È un altro modo per dire che le difficoltà presenti non investono solamente la dimensione economica o quella politica, ma si situano ad una profondità ben più radicale; come da più parti si è detto, siamo di fronte ad una crisi antropologica, dell’umano. La filosofa francese, in una recente intervista, la descrive in questi termini: “Oggi, se la crisi è percepita come insuperabile è perché è venuta meno l’idea di futuro”, è perché viviamo “un tempo senza promesse”. E spiega come mai: “L’uomo senza più le garanzie offerte dalle trascendenze del passato, cerca di costruirsi delle nuove prospettive, che però non hanno più nulla di definitivo e di certo. Da qui la situazione di incertezza che alimenta la sensazione di una minaccia incombente”. E, come se non bastasse, aggiunge: “Oltre al futuro, scompare anche il passato, dato che sembra impossibile fare ricorso alla tradizione”. Ne consegue che ci sentiamo condannati ad un presente che “non ha più significato, sembra non dirci più nulla e soprattutto ci sembra immobile».

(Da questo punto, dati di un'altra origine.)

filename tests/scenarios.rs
//! End-to-end rounds driven through the public session API

use rand::rngs::StdRng;
use rand::{Rng, SeedableRng};
use std::time::Duration;
use tempfile::TempDir;

use snake_engine::game::{
    BoundaryMode, CollisionType, Direction, Food, FoodType, GameConfig, GameEvent, GamePhase,
    GameSession, Position,
};
use snake_engine::persistence::{HighScoreStore, JsonFileStore, MemoryStore};

const TICK: Duration = Duration::from_millis(125);

fn start_running(session: &mut GameSession) {
    assert!(session.start());
    session.update(Duration::ZERO);
    assert_eq!(session.phase(), GamePhase::Running);
}

fn running_session(config: GameConfig, store: Box<dyn HighScoreStore>) -> GameSession {
    let config = GameConfig {
        countdown_secs: 0,
        ..config
    };
    let mut session = GameSession::with_seed(config, store, 2024);
    start_running(&mut session);
    session
}

fn food(points: u32) -> FoodType {
    FoodType::new("test", "white", points, 1)
}

fn cell_ahead(session: &GameSession) -> Position {
    let snake = &session.round().unwrap().snake;
    snake.head().moved_in_direction(snake.direction)
}

#[test]
fn wrap_run_stays_in_bounds_without_collision() {
    let config = GameConfig {
        grid_width: 10,
        grid_height: 10,
        initial_snake_length: 5,
        boundary: BoundaryMode::Wrap,
        ..GameConfig::default()
    };
    let mut session = running_session(config, Box::new(MemoryStore::default()));
    let grid = session.grid();
    session.round_mut().unwrap().food = Some(Food::new(Position::new(0, 0), food(10)));

    for _ in 0..100 {
        session.update(TICK);
        assert_eq!(session.phase(), GamePhase::Running);
        let snake = &session.round().unwrap().snake;
        assert!(grid.contains(snake.head()));
        assert_eq!(snake.len(), 5);
    }
    assert_eq!(session.tick(), 100);
    assert_eq!(session.score(), 0);
}

#[test]
fn eating_scores_grows_and_respawns_food() {
    let config = GameConfig {
        obstacles_enabled: true,
        initial_obstacles: 6,
        obstacle_probability: 0.0,
        ..GameConfig::default()
    };
    let mut session = running_session(config, Box::new(MemoryStore::default()));
    let ahead = cell_ahead(&session);
    let length = session.round().unwrap().snake.len();
    session.round_mut().unwrap().food = Some(Food::new(ahead, food(10)));

    session.update(TICK);

    assert_eq!(session.phase(), GamePhase::Running);
    assert_eq!(session.score(), 10);
    let round = session.round().unwrap();
    assert_eq!(round.snake.len(), length + 1);
    assert_eq!(round.snake.head(), ahead);

    let next = round.food.as_ref().expect("food respawned after eating");
    assert!(!round.snake.contains(next.position));
    assert!(!round.obstacles.contains(next.position));
    assert!(session.take_events().contains(&GameEvent::FoodEaten { points: 10 }));
}

#[test]
fn obstacle_ahead_ends_game_without_score() {
    let config = GameConfig {
        obstacles_enabled: true,
        initial_obstacles: 0,
        obstacle_probability: 0.0,
        ..GameConfig::default()
    };
    let mut session = running_session(config, Box::new(MemoryStore::default()));
    let ahead = cell_ahead(&session);
    let round = session.round_mut().unwrap();
    round.food = Some(Food::new(Position::new(0, 0), food(10)));
    round.obstacles.push(ahead, 20);

    session.update(TICK);

    assert_eq!(session.phase(), GamePhase::GameOver(CollisionType::Obstacle));
    assert_eq!(session.score(), 0);

    // Nothing moves after game over
    let frozen = session.snapshot();
    session.update(TICK);
    assert_eq!(session.snapshot(), frozen);
}

#[test]
fn new_high_score_is_announced_once_and_persisted() {
    let dir = TempDir::new().unwrap();
    let path = dir.path().join("save.json");
    let mut session = running_session(
        GameConfig::default(),
        Box::new(JsonFileStore::new(&path)),
    );
    assert_eq!(session.high_score(), 0);

    let ahead = cell_ahead(&session);
    session.round_mut().unwrap().food = Some(Food::new(ahead, food(50)));
    session.update(TICK);
    assert_eq!(session.score(), 50);

    let ahead = cell_ahead(&session);
    let round = session.round_mut().unwrap();
    round.food = Some(Food::new(Position::new(0, 0), food(10)));
    round.obstacles.push(ahead, 20);
    session.update(TICK);
    assert_eq!(session.phase(), GamePhase::GameOver(CollisionType::Obstacle));

    let events = session.take_events();
    let announced: Vec<_> = events
        .iter()
        .filter(|event| matches!(event, GameEvent::HighScoreUpdated { .. }))
        .collect();
    assert_eq!(announced, vec![&GameEvent::HighScoreUpdated { high_score: 50 }]);
    assert!(events.contains(&GameEvent::GameOver {
        reason: CollisionType::Obstacle,
        final_score: 50,
    }));

    assert_eq!(JsonFileStore::new(&path).load_high_score(), 50);
}

#[test]
fn random_play_never_reverses_and_stays_in_bounds() {
    let config = GameConfig {
        grid_width: 10,
        grid_height: 10,
        boundary: BoundaryMode::Wrap,
        ..GameConfig::default()
    };
    let mut session = running_session(config, Box::new(MemoryStore::default()));
    let grid = session.grid();
    let mut rng = StdRng::seed_from_u64(99);

    for _ in 0..2000 {
        if session.phase().is_game_over() {
            assert!(session.reset());
            start_running(&mut session);
        }

        let before = session.round().unwrap().snake.direction;
        for _ in 0..rng.gen_range(0..3) {
            let proposal = Direction::ALL[rng.gen_range(0..Direction::ALL.len())];
            session.propose(proposal);
        }
        session.update(TICK);

        if session.phase() == GamePhase::Running {
            let snake = &session.round().unwrap().snake;
            assert!(!before.is_opposite(snake.direction));
            assert!(grid.contains(snake.head()));
        }
    }
}

#[test]
fn high_score_survives_into_next_session() {
    let dir = TempDir::new().unwrap();
    let path = dir.path().join("nested").join("save.json");

    let mut session = running_session(
        GameConfig::default(),
        Box::new(JsonFileStore::new(&path)),
    );
    let ahead = cell_ahead(&session);
    session.round_mut().unwrap().food = Some(Food::new(ahead, food(30)));
    session.update(TICK);
    assert!(session.reset());

    let next = GameSession::new(GameConfig::default(), Box::new(JsonFileStore::new(&path)));
    assert_eq!(next.high_score(), 30);
    assert_eq!(next.score(), 0);
}
use serde::{Deserialize, Serialize};

use super::config::Difficulty;

/// Direction the snake can move
#[derive(Debug, Clone, Copy, PartialEq, Eq, Hash, Serialize, Deserialize)]
pub enum Direction {
    Up,
    Down,
    Left,
    Right,
}

impl Direction {
    pub const ALL: [Direction; 4] = [
        Direction::Up,
        Direction::Down,
        Direction::Left,
        Direction::Right,
    ];

    /// Returns true if turning from self to other would be a 180-degree turn
    pub fn is_opposite(&self, other: Direction) -> bool {
        self.opposite() == other
    }

    /// The exact reverse of this direction
    pub fn opposite(&self) -> Direction {
        match self {
            Direction::Up => Direction::Down,
            Direction::Down => Direction::Up,
            Direction::Left => Direction::Right,
            Direction::Right => Direction::Left,
        }
    }

    /// Returns the delta (dx, dy) for moving in this direction
    pub fn delta(&self) -> (i32, i32) {
        match self {
            Direction::Up => (0, -1),
            Direction::Down => (0, 1),
            Direction::Left => (-1, 0),
            Direction::Right => (1, 0),
        }
    }
}

/// Operation requested by a collaborator (keyboard, bot, script).
///
/// Commands are queued by the tick driver and applied to the session
/// between ticks, never mid-step.
#[derive(Debug, Clone, Copy, PartialEq, Eq)]
pub enum Command {
    /// Ask the snake to turn on the next tick
    Propose(Direction),
    Start,
    Pause,
    Resume,
    /// Pause when running, resume when paused
    TogglePause,
    Reset,
    SetDifficulty(Difficulty),
}

impl From<Direction> for Command {
    fn from(direction: Direction) -> Self {
        Command::Propose(direction)
    }
}
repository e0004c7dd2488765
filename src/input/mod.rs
pub mod handler;

pub use handler::{InputAction, InputHandler};
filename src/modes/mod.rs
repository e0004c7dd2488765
pub mod console;
pub mod simulate;

pub use console::ConsoleMode;
pub use simulate::{GameResult, SimulateConfig, SimulateMode};
use rand::distributions::{Distribution, WeightedIndex};
use rand::rngs::StdRng;
use rand::{Rng, SeedableRng};
use tracing::debug;

use super::config::FoodType;
use super::state::{Food, GridSize, Position, Round};

/// Places food and obstacles on free cells.
///
/// Placement is random sampling with a bounded number of attempts. Running out
/// of attempts is not an error: the caller simply has no food (or no new
/// obstacle) until a later pass tries again.
pub struct Spawner {
    rng: StdRng,
    max_attempts: usize,
}

impl Spawner {
    pub fn new(max_attempts: usize) -> Self {
        Self {
            rng: StdRng::from_entropy(),
            max_attempts,
        }
    }

    /// Deterministic spawner for simulations and tests
    pub fn seeded(seed: u64, max_attempts: usize) -> Self {
        Self {
            rng: StdRng::seed_from_u64(seed),
            max_attempts,
        }
    }

    pub fn set_max_attempts(&mut self, max_attempts: usize) {
        self.max_attempts = max_attempts.max(1);
    }

    /// Weighted pick from the food table, uniform if the weights are unusable
    pub fn pick_food_type<'a>(&mut self, table: &'a [FoodType]) -> Option<&'a FoodType> {
        if table.is_empty() {
            return None;
        }

        match WeightedIndex::new(table.iter().map(|food| food.weight)) {
            Ok(dist) => table.get(dist.sample(&mut self.rng)),
            Err(_) => table.get(self.rng.gen_range(0..table.len())),
        }
    }

    fn random_free_cell(
        &mut self,
        grid: GridSize,
        is_free: impl Fn(Position) -> bool,
    ) -> Option<Position> {
        for _ in 0..self.max_attempts {
            let x = self.rng.gen_range(0..grid.width) as i32;
            let y = self.rng.gen_range(0..grid.height) as i32;
            let pos = Position::new(x, y);

            if is_free(pos) {
                return Some(pos);
            }
        }
        None
    }

    /// Spawn food away from the snake and obstacles
    pub fn spawn_food(&mut self, table: &[FoodType], grid: GridSize, round: &Round) -> Option<Food> {
        let kind = self.pick_food_type(table)?.clone();

        match self.random_free_cell(grid, |pos| !round.is_blocked(pos)) {
            Some(position) => Some(Food::new(position, kind)),
            None => {
                debug!(
                    "no free cell for food after {} attempts",
                    self.max_attempts
                );
                None
            }
        }
    }

    fn free_for_obstacle(round: &Round, pos: Position) -> bool {
        !round.is_blocked(pos) && round.food.as_ref().is_none_or(|food| food.position != pos)
    }

    /// Place up to `count` obstacles outside `reserved`. Returns how many
    /// were placed.
    pub fn spawn_obstacles(
        &mut self,
        count: usize,
        cap: usize,
        grid: GridSize,
        round: &mut Round,
        reserved: &[Position],
    ) -> usize {
        let mut placed = 0;
        for _ in 0..count.min(cap) {
            let cell = self.random_free_cell(grid, |pos| {
                Self::free_for_obstacle(round, pos) && !reserved.contains(&pos)
            });
            match cell {
                Some(pos) => {
                    round.obstacles.push(pos, cap);
                    placed += 1;
                }
                None => break,
            }
        }
        placed
    }

    /// Roll once for a new obstacle, evicting the oldest past `cap`
    pub fn maybe_add_obstacle(
        &mut self,
        probability: f64,
        cap: usize,
        grid: GridSize,
        round: &mut Round,
    ) -> Option<Position> {
        if cap == 0 || !self.rng.gen_bool(probability.clamp(0.0, 1.0)) {
            return None;
        }

        let pos = self.random_free_cell(grid, |pos| Self::free_for_obstacle(round, pos))?;
        let evicted = round.obstacles.push(pos, cap);
        if !evicted.is_empty() {
            debug!("obstacle cap {} reached, evicted {:?}", cap, evicted);
        }
        Some(pos)
    }
}
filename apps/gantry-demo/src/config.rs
use std::net::SocketAddr;
use std::path::PathBuf;

use gantry_engine::EngineConfig;

use crate::cli::Cli;
use crate::errors::DemoError;
use crate::mode::EngineMode;

const ENGINE_DEFAULT_TOML: &str = include_str!("../resources/engine.default.toml");
const ENGINE_DISTRIBUTED_TOML: &str = include_str!("../resources/engine.distributed.toml");

/// Validated run settings for one demo node.
#[derive(Debug, Clone)]
pub struct DemoConfig {
    pub mode: EngineMode,
    pub registry_addr: SocketAddr,
    /// Definitions to seed when the registry is empty; prompted for if unset.
    pub definitions: Option<u32>,
    /// Instances to launch; prompted for if unset.
    pub instances: Option<u32>,
    pub template_path: Option<PathBuf>,
}

impl TryFrom<Cli> for DemoConfig {
    type Error = DemoError;

    fn try_from(cli: Cli) -> Result<Self, Self::Error> {
        let mode = EngineMode::select(&cli.mode)?;
        let registry_addr =
            cli.registry_addr
                .parse()
                .map_err(|source| DemoError::InvalidRegistryAddr {
                    addr: cli.registry_addr.clone(),
                    source,
                })?;
        Ok(Self {
            mode,
            registry_addr,
            definitions: cli.definitions,
            instances: cli.instances,
            template_path: cli.template,
        })
    }
}

/// Loads the embedded engine resource for `mode` and points it at the
/// registry this node actually coordinates on.
pub fn engine_config(mode: EngineMode, registry_addr: SocketAddr) -> Result<EngineConfig, DemoError> {
    let raw = match mode {
        EngineMode::CoLocated => ENGINE_DEFAULT_TOML,
        EngineMode::Distributed => ENGINE_DISTRIBUTED_TOML,
    };
    let config = EngineConfig::from_toml_str(raw)
        .map_err(DemoError::EngineConstruction)?
        .with_registry_url(format!("http://{registry_addr}"));
    Ok(config)
}

#[cfg(test)]
mod tests {
    use super::*;
    use clap::Parser;
    use gantry_engine::CacheMode;

    fn cli(args: &[&str]) -> Cli {
        Cli::parse_from([&["gantry-demo"], args].concat())
    }

    #[test]
    fn config_validates_mode_and_registry_address() {
        let config = DemoConfig::try_from(cli(&["Default", "--registry-addr", "127.0.0.1:7777"]))
            .unwrap();
        assert_eq!(config.mode, EngineMode::CoLocated);
        assert_eq!(config.registry_addr, "127.0.0.1:7777".parse().unwrap());
    }

    #[test]
    fn bad_mode_token_is_rejected() {
        let err = DemoConfig::try_from(cli(&["standalone"])).unwrap_err();
        assert!(matches!(err, DemoError::InvalidMode(_)));
    }

    #[test]
    fn bad_registry_address_is_rejected() {
        let err =
            DemoConfig::try_from(cli(&["default", "--registry-addr", "nowhere"])).unwrap_err();
        assert!(matches!(err, DemoError::InvalidRegistryAddr { .. }));
    }

    #[test]
    fn engine_resources_carry_the_expected_cache_modes() {
        let addr: SocketAddr = "127.0.0.1:7315".parse().unwrap();
        let co_located = engine_config(EngineMode::CoLocated, addr).unwrap();
        assert_eq!(co_located.cache_mode, CacheMode::Local);
        assert_eq!(co_located.registry_url, "http://127.0.0.1:7315");

        let distributed = engine_config(EngineMode::Distributed, addr).unwrap();
        assert_eq!(distributed.cache_mode, CacheMode::Clustered);
    }
}
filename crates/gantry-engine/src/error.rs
use std::io;
use std::net::SocketAddr;

use thiserror::Error;

/// Failures raised by engine construction and registry calls.
#[derive(Debug, Error)]
pub enum EngineError {
    /// The engine configuration could not be parsed or is incomplete.
    #[error("invalid engine configuration: {0}")]
    Config(String),
    /// The registry could not be reached or the response body was malformed.
    #[error("registry request failed: {0}")]
    Transport(#[from] reqwest::Error),
    /// The registry answered with a non-success status.
    #[error("registry rejected the request ({status}): {message}")]
    Rejected { status: u16, message: String },
    /// No definition is registered under the requested key.
    #[error("no workload definition registered under key '{0}'")]
    DefinitionNotFound(String),
}

/// Failures raised while standing up the shared registry server.
#[derive(Debug, Error)]
pub enum ServerError {
    /// Another process already holds the registry address. Callers racing
    /// to start the shared server treat this as "someone else won".
    #[error("registry address {addr} is already in use")]
    AddressInUse { addr: SocketAddr },
    /// The listener could not be bound for a reason other than contention.
    #[error("failed to bind registry listener on {addr}")]
    Bind {
        addr: SocketAddr,
        #[source]
        source: io::Error,
    },
}
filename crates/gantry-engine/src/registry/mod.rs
pub mod client;
pub mod server;
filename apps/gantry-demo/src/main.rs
use std::error::Error as _;

use clap::Parser;
use gantry_demo::cli::Cli;
use gantry_demo::run;
use tracing_subscriber::layer::SubscriberExt;
use tracing_subscriber::util::SubscriberInitExt;
use tracing_subscriber::{fmt, EnvFilter};

fn init_tracing() {
    let filter = EnvFilter::try_from_default_env().unwrap_or_else(|_| EnvFilter::new("info"));
    tracing_subscriber::registry()
        .with(filter)
        .with(fmt::layer().with_target(false))
        .init();
}

#[tokio::main]
async fn main() {
    init_tracing();
    let cli = Cli::parse();
    if let Err(err) = run::run(cli).await {
        // Failures go to stderr the way clap's own usage errors do.
        eprintln!("error: {err}");
        if let Some(source) = err.source() {
            eprintln!("  caused by: {source}");
        }
        std::process::exit(err.exit_code());
    }
}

Si giunge, in tal modo, alla domanda cruciale: “Da dove ripartire?”, alla constatazione che, per dirla con la filosofa francese, occorre ricercare “un nuovo inizio”. Su questo versante propositivo si vedono i limiti della posizione della Revault. Dice infatti che “è necessario che il futuro sia pensato in modo diverso. Per gli individui come per le società occorre sapersi orientare nell’azione anche senza garanzie. Una società non deve per forza sapere quale sarà il suo avvenire per cercare di costruirlo. Lo stesso vale per gli individui, che dovrebbero riuscire a conquistare la saggezza dell’incertezza”.
È certo che non si deve decidere di muoversi solo se si hanno garanzie o si sa già in partenza come andrà a finire, ma questo non significa affatto incertezza. Anzi è esattamente la certezza di qualcosa che si vive nel presente che consente di lanciarsi, anche senza paracadute, nella costruttività futura. Se vogliamo usare i termini della dottrina cristiana, dovremmo dire che la trasformazione della crisi in stato permanente sta mettendo in discussione la speranza. Essa però, non è recuperabile come volontarismo generico o attraverso l’improbabile “saggezza” di chi si rassegna a non aver nulla di certo su cui appoggiarsi. È piuttosto il coraggio di lasciare quelle che sembravano certezze – e che la crisi ha travolto – per recuperare la saldissima consistenza di ciò che, nel presente, non è venuto meno. E sul quale, quindi, diventa ragionevolissimo addentrarsi con certezza nell’incertezza del futuro.